When Kelly came back with his trainee-devil’s look and the holy-w
ater bottle was finally loaded, Master Quinn gave a nod to Father Tom who stood to signal his own noontime. He was large and slow with a largeness and slowness decreed fitting, and the hush that fell over the crowd put a glimmer in his eye as he realised that mankind had still failed to kill off Christianity.
The moment Father Tom stood, the crowd pressed forward as one. The people performed the same miracle they did each Sunday in St Cecelia’s by moving into a space where there was none.
At an up-nod from Rushe, Moylan was off. ‘Reverend Fathers and Sisters, ladies and gentlemen…’ He wore the best of his two-toned shoes and spoke as if in an amphitheatre to multitudes. You’d pay money to see him. He said the same things he said in other parishes, which were the same obvious and portentous things you could make up yourself, but the reality of what was about to happen before our eyes lent them gravity.

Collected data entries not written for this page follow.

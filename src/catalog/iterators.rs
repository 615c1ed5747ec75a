use super::{CatalogError, ProductStreamer};
use crate::models::ProductRecord;

/// Iterator over products in a catalog document
///
/// Yields at most one error; iteration stops after it.
pub struct ProductIterator<'a> {
    pub(super) streamer: ProductStreamer<'a>,
}

impl Iterator for ProductIterator<'_> {
    type Item = Result<ProductRecord, CatalogError>;

    fn next(&mut self) -> Option<Self::Item> {
        match self.streamer.next_product() {
            Ok(Some(product)) => Some(Ok(product)),
            Ok(None) => None,
            Err(e) => Some(Err(e)),
        }
    }
}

I looked at my grandfather looking up at the stage. He couldn’t hear what was being said, but his face was full of happiness. Doady was holding on to his arm against the jostle of those younger, the suns of her glasses flashing. I don’t think I could have loved them more.
And it did not matter that all of this would pass, that’s what occurred to me. It didn’t matter this time and place would be gone, that these feelings would go to the place of all feelings once pure and complete. It didn’t matter that Sophie and Charlie and Ronnie Troy would slip out of my life, and Christy and Annie Mooney, and then Ganga and Doady, that all of them would be gone but be like remembered music or the amassed richness of a lived life. Because at that moment I understood that this in miniature was the world, a connective of human feeling, for the most part by far pulsing with the dream of the betterment of the other, and in this was an invisible current that, despite faults and breakdowns, was all the time being restored and switched back on and was running not because of past or future times but because, all times since beginning and to the end, the signal was still on, still pulsing, and still trying to love.

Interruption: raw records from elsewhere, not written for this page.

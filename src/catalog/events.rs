//! Forward-only cursor over the events of an in-memory XML document
//!
//! The cursor flattens quick-xml's event model into three kinds of events the
//! product parser cares about. Self-closing elements become an `Open` followed
//! by a `Close`, CDATA sections are delivered as plain text, and comments,
//! processing instructions and the XML declaration are skipped.
//!
//! Document type declarations are refused outright and no entities beyond the
//! five predefined ones are resolved.

use std::iter::FusedIterator;

use quick_xml::events::{BytesStart, Event};
use quick_xml::Reader;

use super::CatalogError;

/// A single event produced by [`EventCursor`]
#[derive(Debug, Clone, PartialEq, Eq)]
pub enum XmlEvent {
    /// An element opened; carries its local name
    Open(String),
    /// An element closed; carries its local name
    Close(String),
    /// Character data or CDATA content, unescaped but not trimmed
    Text(String),
}

/// Lazy, finite, non-restartable sequence of [`XmlEvent`]s
pub struct EventCursor<'a> {
    reader: Reader<&'a [u8]>,
    depth: usize,
    seen_root: bool,
    pending_close: Option<String>,
    finished: bool,
}

impl<'a> EventCursor<'a> {
    /// Create a cursor positioned before the first event of `input`
    pub fn new(input: &'a [u8]) -> Self {
        let mut reader = Reader::from_reader(input);
        let config = reader.config_mut();
        config.trim_text(false);
        config.check_end_names = true;

        Self {
            reader,
            depth: 0,
            seen_root: false,
            pending_close: None,
            finished: false,
        }
    }

    /// Number of currently open elements
    pub fn depth(&self) -> usize {
        self.depth
    }

    /// Byte offset of the reader in the input
    pub fn byte_offset(&self) -> u64 {
        self.reader.buffer_position() as u64
    }

    /// Advance to the next event, or `None` once the document is exhausted.
    ///
    /// After the first error or the end of the document the cursor yields
    /// `None` forever.
    pub fn next_event(&mut self) -> Result<Option<XmlEvent>, CatalogError> {
        if self.finished {
            return Ok(None);
        }
        let result = self.read_next();
        if !matches!(result, Ok(Some(_))) {
            self.finished = true;
        }
        result
    }

    /// Advance to the next event, treating the end of the document as malformed input.
    ///
    /// Used by routines that are inside an element and need its closing tag.
    pub fn expect_event(&mut self) -> Result<XmlEvent, CatalogError> {
        match self.next_event()? {
            Some(event) => Ok(event),
            None => Err(self.malformed("unexpected end of document")),
        }
    }

    fn read_next(&mut self) -> Result<Option<XmlEvent>, CatalogError> {
        if let Some(name) = self.pending_close.take() {
            self.depth -= 1;
            return Ok(Some(XmlEvent::Close(name)));
        }

        loop {
            let event = match self.reader.read_event() {
                Ok(event) => event,
                Err(e) => return Err(CatalogError::from_xml(e, self.reader.error_position() as u64)),
            };

            match event {
                Event::Start(ref e) => {
                    let name = self.open_element(e)?;
                    return Ok(Some(XmlEvent::Open(name)));
                }
                Event::Empty(ref e) => {
                    let name = self.open_element(e)?;
                    self.pending_close = Some(name.clone());
                    return Ok(Some(XmlEvent::Open(name)));
                }
                Event::End(ref e) => {
                    let name = self.decode_name(e.local_name().as_ref())?;
                    self.depth = self.depth.saturating_sub(1);
                    return Ok(Some(XmlEvent::Close(name)));
                }
                Event::Text(ref e) => {
                    let offset = self.byte_offset();
                    let text = e
                        .unescape()
                        .map_err(|err| CatalogError::from_xml(err, offset))?;
                    if self.depth == 0 {
                        if is_ignorable(&text) {
                            continue;
                        }
                        return Err(self.malformed("text content outside the root element"));
                    }
                    return Ok(Some(XmlEvent::Text(text.into_owned())));
                }
                Event::CData(ref e) => {
                    if self.depth == 0 {
                        return Err(self.malformed("CDATA section outside the root element"));
                    }
                    let text = std::str::from_utf8(e)
                        .map_err(|err| self.malformed(format!("invalid UTF-8 in CDATA: {}", err)))?;
                    return Ok(Some(XmlEvent::Text(text.to_owned())));
                }
                Event::DocType(_) => {
                    return Err(self.malformed("document type declarations are not permitted"));
                }
                Event::Eof => {
                    if self.depth > 0 {
                        return Err(self.malformed(format!(
                            "unexpected end of document with {} unclosed element(s)",
                            self.depth
                        )));
                    }
                    if !self.seen_root {
                        return Err(self.malformed("document has no root element"));
                    }
                    return Ok(None);
                }
                // Comments, processing instructions and the XML declaration
                _ => continue,
            }
        }
    }

    fn open_element(&mut self, e: &BytesStart<'_>) -> Result<String, CatalogError> {
        if self.depth == 0 && self.seen_root {
            return Err(self.malformed("document has more than one root element"));
        }
        let name = self.decode_name(e.local_name().as_ref())?;
        self.depth += 1;
        self.seen_root = true;
        Ok(name)
    }

    fn decode_name(&self, raw: &[u8]) -> Result<String, CatalogError> {
        std::str::from_utf8(raw)
            .map(str::to_owned)
            .map_err(|err| self.malformed(format!("invalid UTF-8 in element name: {}", err)))
    }

    fn malformed(&self, message: impl std::fmt::Display) -> CatalogError {
        CatalogError::MalformedDocument(format!("at byte {}: {}", self.byte_offset(), message))
    }
}

impl Iterator for EventCursor<'_> {
    type Item = Result<XmlEvent, CatalogError>;

    fn next(&mut self) -> Option<Self::Item> {
        self.next_event().transpose()
    }
}

impl FusedIterator for EventCursor<'_> {}

/// Whitespace and byte-order marks may surround the root element
fn is_ignorable(text: &str) -> bool {
    text.chars().all(|c| c.is_whitespace() || c == '\u{feff}')
}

Father Tom threw the holy water at the pole and said the Bishop’s blessing. Harry Rushe held his short arm in the air.
He held it long enough for some to think the twentieth century might not come.
Then he chopped it down through air, and the light bulb in front of the church came on.
There was a gasp. And then ripples of applause that sounded like a tide coming in across stones.
Quickly then, the crowd turned from the church to go inside the shops to see if the electricity had crossed the street. The festivities were curtailed by human curiosity, because soon enough people were hurrying to their own houses. Faha emptied quicker than it filled.
My grandparents, of course, were in no such hurry. By the time Ganga and Doady and I came out to Thomas and the car, Church Street behind us was deserted, the tricolour and the banner flags just starting to flap with the first whisperings of a coming breeze.
We went, unhurried, at one-horse speed, out of the village.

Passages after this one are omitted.